16 December  
Jn 5:33-36

Jesus said to the Jews: You sent messengers to John, and he testified to the truth. Not that I accept such human testimony, but I say these things so that you may be saved. He was a burning and shining lamp, and you were willing to rejoice for a while in his light. But I have a testimony greater than John’s.
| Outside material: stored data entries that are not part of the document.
//! Line-mode login for terminals where the full-screen form is unwanted.
//!
//! Fields are asked for one at a time and checked as they come in, so a bad
//! username is reported before the password prompt. Nothing that fails those
//! checks reaches the gate.

use std::io::{self, BufRead, Write};

use anyhow::{bail, Result};
use logingate_core::auth::{validate_password, validate_username};
use logingate_core::{LoginGate, LoginOutcome};

use crate::utils::format_attempts_left;

/// Run the prompt loop on stdin/stdout until login succeeds or the gate locks
pub fn run(gate: &mut LoginGate) -> Result<LoginOutcome> {
    let stdin = io::stdin();
    let mut stdout = io::stdout();
    run_with(gate, &mut stdin.lock(), &mut stdout, || {
        rpassword::prompt_password("Password: ")
    })
}

pub fn run_with<R, W, P>(
    gate: &mut LoginGate,
    input: &mut R,
    output: &mut W,
    mut read_password: P,
) -> Result<LoginOutcome>
where
    R: BufRead,
    W: Write,
    P: FnMut() -> io::Result<String>,
{
    writeln!(output, "\n=== Login ===\n")?;

    loop {
        if gate.is_locked() {
            writeln!(output, "ACCOUNT LOCKED!")?;
            return Ok(LoginOutcome::Locked);
        }

        writeln!(output, "{}", format_attempts_left(gate.attempts_remaining()))?;

        let username = prompt_username(input, output)?;
        if let Err(e) = validate_username(&username) {
            writeln!(output, "{}", e)?;
            continue;
        }

        let password = read_password()?;
        if let Err(e) = validate_password(&password) {
            writeln!(output, "{}", e)?;
            continue;
        }

        match gate.attempt(&username, &password) {
            Ok(LoginOutcome::Success) => {
                writeln!(output, "Login successful!")?;
                return Ok(LoginOutcome::Success);
            }
            Ok(LoginOutcome::Rejected { attempts_remaining }) => {
                writeln!(
                    output,
                    "Wrong credentials! {} attempts left.\n",
                    attempts_remaining
                )?;
            }
            // Reported at the top of the loop
            Ok(LoginOutcome::Locked) => {}
            Err(e) => {
                writeln!(output, "{}", e)?;
            }
        }
    }
}

fn prompt_username<R: BufRead, W: Write>(input: &mut R, output: &mut W) -> Result<String> {
    write!(output, "Username: ")?;
    output.flush()?;

    let mut username = String::new();
    if input.read_line(&mut username)? == 0 {
        bail!("Input closed before login completed");
    }
    Ok(username.trim().to_string())
}
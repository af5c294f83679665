use tracing::{debug, info, warn};

use super::credentials::Credential;
use super::session::{GateState, Session};
use super::validation::validate_format;
use crate::config::GateConfig;
use crate::error::{ConfigError, FormatError};

/// Result of a well-formed login attempt.
#[derive(Debug, Clone, Copy, PartialEq, Eq)]
pub enum LoginOutcome {
    Success,
    Rejected { attempts_remaining: u32 },
    Locked,
}

impl LoginOutcome {
    pub fn is_success(&self) -> bool {
        matches!(self, LoginOutcome::Success)
    }
}

/// Checks login attempts against a fixed credential and locks after too
/// many mismatches.
///
/// The gate owns its [`Session`]. A locked gate answers every attempt with
/// [`LoginOutcome::Locked`] until [`LoginGate::reset`] is called.
#[derive(Debug, Clone)]
pub struct LoginGate {
    credential: Credential,
    max_attempts: u32,
    session: Session,
}

impl LoginGate {
    /// Build a gate from a configuration, rejecting unusable settings.
    pub fn new(config: GateConfig) -> Result<Self, ConfigError> {
        config.validate()?;
        debug!(max_attempts = config.max_attempts, "Login gate created");
        Ok(Self {
            session: Session::new(config.max_attempts),
            max_attempts: config.max_attempts,
            credential: config.credential,
        })
    }

    /// Try a username/password pair.
    ///
    /// A locked gate returns `Ok(Locked)` without looking at the input. Badly
    /// formed input returns the `FormatError` and costs no attempt. A
    /// mismatch costs one attempt and locks the gate when the last one is used.
    pub fn attempt(&mut self, username: &str, password: &str) -> Result<LoginOutcome, FormatError> {
        if self.session.is_locked() {
            debug!(username, "Attempt on locked session ignored");
            return Ok(LoginOutcome::Locked);
        }

        if let Err(e) = validate_format(username, password) {
            debug!(username, error = %e, "Attempt failed format validation");
            return Err(e);
        }

        if self.credential.matches(username, password) {
            info!(username, "Login successful");
            return Ok(LoginOutcome::Success);
        }

        let attempts_remaining = self.session.record_failure();
        if self.session.is_locked() {
            warn!(
                username,
                max_attempts = self.max_attempts,
                "Account locked after too many failed attempts"
            );
            Ok(LoginOutcome::Locked)
        } else {
            warn!(username, attempts_remaining, "Login rejected");
            Ok(LoginOutcome::Rejected { attempts_remaining })
        }
    }

    /// Restore the full attempt count and unlock.
    pub fn reset(&mut self) {
        self.session.reset(self.max_attempts);
        info!(max_attempts = self.max_attempts, "Login session reset");
    }

    pub fn session(&self) -> &Session {
        &self.session
    }

    pub fn state(&self) -> GateState {
        self.session.state()
    }

    pub fn is_locked(&self) -> bool {
        self.session.is_locked()
    }

    pub fn attempts_remaining(&self) -> u32 {
        self.session.attempts_remaining()
    }

    pub fn max_attempts(&self) -> u32 {
        self.max_attempts
    }
}

impl Default for LoginGate {
    fn default() -> Self {
        let config = GateConfig::default();
        Self {
            session: Session::new(config.max_attempts),
            max_attempts: config.max_attempts,
            credential: config.credential,
        }
    }
}

// ============================================================================
// Tests
// ============================================================================
//! Core library for logingate.
//!
//! A small login gate: a username/password pair is checked for format, then
//! compared against one configured credential. Mismatches count down a fixed
//! number of attempts and the gate locks when they run out. Only an explicit
//! reset unlocks it.
//!
//! ```
//! use logingate_core::{GateConfig, LoginGate, LoginOutcome};
//!
//! let mut gate = LoginGate::new(GateConfig::default()).unwrap();
//! assert_eq!(
//!     gate.attempt("admin", "0000"),
//!     Ok(LoginOutcome::Rejected { attempts_remaining: 4 })
//! );
//! assert_eq!(gate.attempt("admin", "1234"), Ok(LoginOutcome::Success));
//! ```

pub mod auth;
pub mod config;
pub mod error;

pub use auth::{Credential, GateState, LoginGate, LoginOutcome, Session};
pub use config::GateConfig;
pub use error::{ConfigError, FormatError};
impl MicromixingTask {
    pub fn new(
        tm: f64,
        c0: [f64; N_SPECIES],
        flow: FlowRates,
        model: IncorporationModel,
    ) -> Self {
        Self {
            problem_name: None,
            tm,
            c0,
            flow,
            model,
            fallback: None,
            constants: RateConstants::default(),
            settings: SolverSettings::default(),
            solution: None,
        }
    }

    /// Build a task from user-facing configuration labels, applying the
    /// documented fallback on unrecognized values.
    pub fn from_labels(
        tm: f64,
        c0: [f64; N_SPECIES],
        flow: FlowRates,
        convention_label: &str,
        shape_label: &str,
    ) -> Self {
        let (model, fallback) = IncorporationModel::resolve(convention_label, shape_label);
        let mut task = Self::new(tm, c0, flow, model);
        task.fallback = fallback;
        task
    }

    pub fn set_problem_name(&mut self, name: &str) {
        self.problem_name = Some(name.to_string());
    }

    pub fn set_solver_settings(&mut self, settings: SolverSettings) {
        self.settings = settings;
    }

    pub fn set_rate_constants(&mut self, constants: RateConstants) {
        self.constants = constants;
    }

    /// Validate the task configuration.
    pub fn check_task(&self) -> Result<(), MicromixError> {
        if !self.tm.is_finite() || self.tm <= 0.0 {
            return Err(MicromixError::InvalidInput(format!(
                "tm must be finite and positive, got {}",
                self.tm
            )));
        }
        for (i, &c) in self.c0.iter().enumerate() {
            if !c.is_finite() || c < 0.0 {
                return Err(MicromixError::InvalidInput(format!(
                    "initial concentration of species {} must be finite and non-negative, got {}",
                    i, c
                )));
            }
        }
        if self.c0[Species::Hplus as usize] <= 0.0 {
            return Err(MicromixError::InvalidInput(
                "acid stream must carry a positive H+ concentration".to_string(),
            ));
        }
        self.flow.validate()?;
        self.constants.validate()?;
        self.settings.validate()?;
        Ok(())
    }

    /// Inlet flux reference for the current configuration.
    pub fn inlet_fluxes(&self) -> [f64; N_SPECIES] {
        inlet_fluxes(&self.c0, &self.flow)
    }

    /// Integrate the flux ODE over [0, tend] and store the trajectory.
    pub fn solve(&mut self) -> Result<&Trajectory, MicromixError> {
        self.check_task()?;
        let n0 = self.inlet_fluxes();
        let tend = self.model.horizon(self.tm, &self.flow);
        let dt = tend / self.settings.n_steps as f64;
        info!(
            "integrating micromixing model ({}/{}) with tm = {:.4e} s over [0, {:.4e}] s",
            self.model.convention.label(),
            self.model.shape.label(),
            self.tm,
            tend
        );

        let ode = IncorporationOde {
            n0: &n0,
            flow: &self.flow,
            model: self.model,
            constants: &self.constants,
            tm: self.tm,
        };
        let stepper = GL4::new(
            ImplicitSolver::FixedPoint,
            self.settings.rtol,
            self.settings.max_stage_iter,
        );
        let solver = BasicODESolver::new(stepper);
        let (t_out, y_out) = solver
            .solve(&ode, (0.0, tend), dt)
            .map_err(|e| MicromixError::IntegrationFailure(e.to_string()))?;

        let samples = t_out.len();
        let trajectory = Trajectory {
            t: DVector::from_vec(t_out),
            n: DMatrix::from_fn(samples, N_SPECIES, |k, i| y_out[k][i]),
            n0: DVector::from_column_slice(&n0),
            flow: self.flow,
            model: self.model,
            tm: self.tm,
        };
        trajectory.validate(self.settings.atol)?;
        info!(
            "integration finished: {} samples, Xs(tend) = {:.6e}, [I3-](tend) = {:.6e} mol/L",
            trajectory.len(),
            trajectory.final_segregation_index(),
            trajectory.final_triiodide_concentration()
        );
        Ok(self.solution.insert(trajectory))
    }

    /// Get reference to the solution trajectory.
    ///
    /// Returns None if solve hasn't been called yet.
    pub fn get_solution(&self) -> Option<&Trajectory> {
        self.solution.as_ref()
    }

    /// Print the task summary.
    pub fn pretty_print_task(&self) {
        use prettytable::{Table, row};

        println!("\n=== MICROMIXING TASK SUMMARY ===");
        println!("Problem Name: {:?}", self.problem_name);

        let mut table = Table::new();
        table.add_row(row!["Parameter", "Value", "Units"]);
        table.add_row(row!["Mixing time (tm)", format!("{:.6}", self.tm), "s"]);
        table.add_row(row![
            "Buffer flow (V1)",
            format!("{:.6e}", self.flow.buffer),
            "L/s"
        ]);
        table.add_row(row![
            "Acid flow (V2)",
            format!("{:.6e}", self.flow.acid),
            "L/s"
        ]);
        table.add_row(row!["Convention", self.model.convention.label(), "-"]);
        table.add_row(row!["Shape", self.model.shape.label(), "-"]);
        table.add_row(row![
            "Horizon",
            format!("{:.6e}", self.model.horizon(self.tm, &self.flow)),
            "s"
        ]);
        table.printstd();

        let mut composition = Table::new();
        composition.add_row(row!["Species", "c0, mol/L", "n0, mol/s"]);
        let n0 = self.inlet_fluxes();
        for species in Species::iter() {
            let i = species as usize;
            composition.add_row(row![
                species.symbol(),
                format!("{:.6e}", self.c0[i]),
                format!("{:.6e}", n0[i])
            ]);
        }
        composition.printstd();
    }
}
The works that the Father has given me to complete, the very works that I am doing, testify on my behalf that the Father has sent me.

One can suppose a Jewish challenge to Jesus, “Who bears witness to your claim?”  Jesus mentions four: 1. John the Baptist; 2. the “works” that the Father entrusted to him; 3. the Father’s word – though they are deaf to this witness; and 4. the Scriptures.  All of these are aspects of the Father’s (“Another’s”) witness to him. 

Some scholars believe that what we have here is a worked-out answer that later Christians gave when challenged by Jews.  St Paul said that believers should be able to give an account of their faith and hope; and so should we.  We need not trouble ourselves with ‘proof-texts’ in the way that fundamentalists do; but we need to be in tune with the great ‘witnesses’.  We should be like musicians, who are able to hear music more deeply than others (others who may be just arguing about the score).  The great witnesses: the Father, and the work he accomplishes through Jesus; and the word of Scripture, alive in our hearts and in our lives.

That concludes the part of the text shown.